Of course you can - it's Stoptober!

Stoptober, the 28-day stop smoking campaign from Public Health England, will be back in October 2019.

Stoptober has driven over one million quit attempts to date and is the biggest mass quit attempt in the country. It is based on research that shows that if you can stop smoking for 28-days, you are five times more likely to stay smoke-free for good.

Stoptober offers a range of free support to help people on their quitting journey including an app, daily emails, Facebook Messenger and lots of encouragement from the Stoptober online community on Facebook. In addition, people can get expert face-to-face advice from local stop smoking services. Those who use stop smoking aids and who get face-to-face support from their local stop smoking service are up to four times more likely to quit successfully.

Remember all the reasons why you're quitting:

  • Feeling great
  • Reduced health risks
  • Extra money in your pocket - use the cost calculator!
  • Improved breathing and general fitness
  • Fresher breath
  • An improved sense of smell and taste
  • Less stress and anxiety
  • Cleaner lungs and a stronger heart
  • Protecting your family from second hand smoke.

What happens when you quit?

  • After 20 minutes: Pulse rate returns to normal.
  • After 8 hours: Nicotine and carbon monoxide levels in blood reduce by more than half and oxygen levels return to normal.
  • After 48 hours: Carbon monoxide will be eliminated from the body.
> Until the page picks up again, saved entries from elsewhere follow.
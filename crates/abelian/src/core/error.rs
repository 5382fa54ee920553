//! Error values for set and group operations.
//!
//! Every fallible operation in this crate returns [`Result`]. A missing
//! capability (a set that is not ordered, say) is never an error: the
//! capability queries on [`Set`](super::traits::Set) return `None`.

/// Two tuple dimensions that were expected to be equal but were not.
///
/// # Example
///
/// ```
/// use abelian::MismatchDimError;
///
/// let err = MismatchDimError { dim1: 3, dim2: 2 };
/// assert_eq!(err.to_string(), "tuple dimension mismatch: 3 != 2");
/// ```
#[derive(Debug, Clone, Copy, PartialEq, Eq, Hash, thiserror::Error)]
#[error("tuple dimension mismatch: {dim1} != {dim2}")]
pub struct MismatchDimError {
    /// Dimension that was supplied.
    pub dim1: usize,
    /// Dimension that was expected.
    pub dim2: usize,
}

/// Errors raised by set construction, tuple arithmetic and intervals.
#[derive(Debug, Clone, PartialEq, Eq, thiserror::Error)]
pub enum SetError {
    /// A tuple's length does not match the dimension of its set.
    #[error("tuple dimension mismatch: {got} != {expected}")]
    DimensionMismatch {
        /// Length of the offending tuple.
        got: usize,
        /// Dimension required by the set.
        expected: usize,
    },

    /// An element of some other concrete kind was handed to a set.
    #[error("{elem} is not an element of {set}")]
    ForeignElem {
        /// Name of the set that rejected the element.
        set: String,
        /// Rendering of the rejected element.
        elem: String,
    },

    /// Interval bounds are inverted on one axis, so the box is empty.
    #[error("interval bound inverted on axis {axis}: {lo} > {hi}")]
    InvertedBound {
        /// Coordinate index of the inverted bound.
        axis: usize,
        /// Lower bound on that axis.
        lo: i64,
        /// Upper bound on that axis.
        hi: i64,
    },

    /// Coordinate-wise arithmetic left the range of `i64`.
    #[error("integer overflow on axis {axis}")]
    Overflow {
        /// Coordinate index that overflowed.
        axis: usize,
    },
}

impl From<MismatchDimError> for SetError {
    fn from(e: MismatchDimError) -> Self {
        Self::DimensionMismatch {
            got: e.dim1,
            expected: e.dim2,
        }
    }
}

impl SetError {
    /// Returns the mismatched dimensions if this is a dimension error.
    #[must_use]
    pub fn mismatch(&self) -> Option<MismatchDimError> {
        match self {
            Self::DimensionMismatch { got, expected } => Some(MismatchDimError {
                dim1: *got,
                dim2: *expected,
            }),
            _ => None,
        }
    }
}

/// Result alias used throughout the crate.
pub type Result<T> = core::result::Result<T, SetError>;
Lungs start to clear out mucus and other smoking debris.
  • After 48 hours: There is no nicotine in the body. Ability to taste and smell is improved.
  • After 72 hours: Breathing becomes easier. Bronchial tubes begin to relax and energy levels increase.
  • After 2-12 weeks: Your circulation improves.
  • After 3-9 months: Coughs, wheezing and breathing problems improve as lung function increases by up to 10%.
  • After 1 year: Risk of heart disease is about half compared with a person who is still smoking.
  • After 10 years: Risk of lung cancer falls to half that of a smoker.
  • After 15 years: Risk of heart attack falls to the same as someone who has never smoked.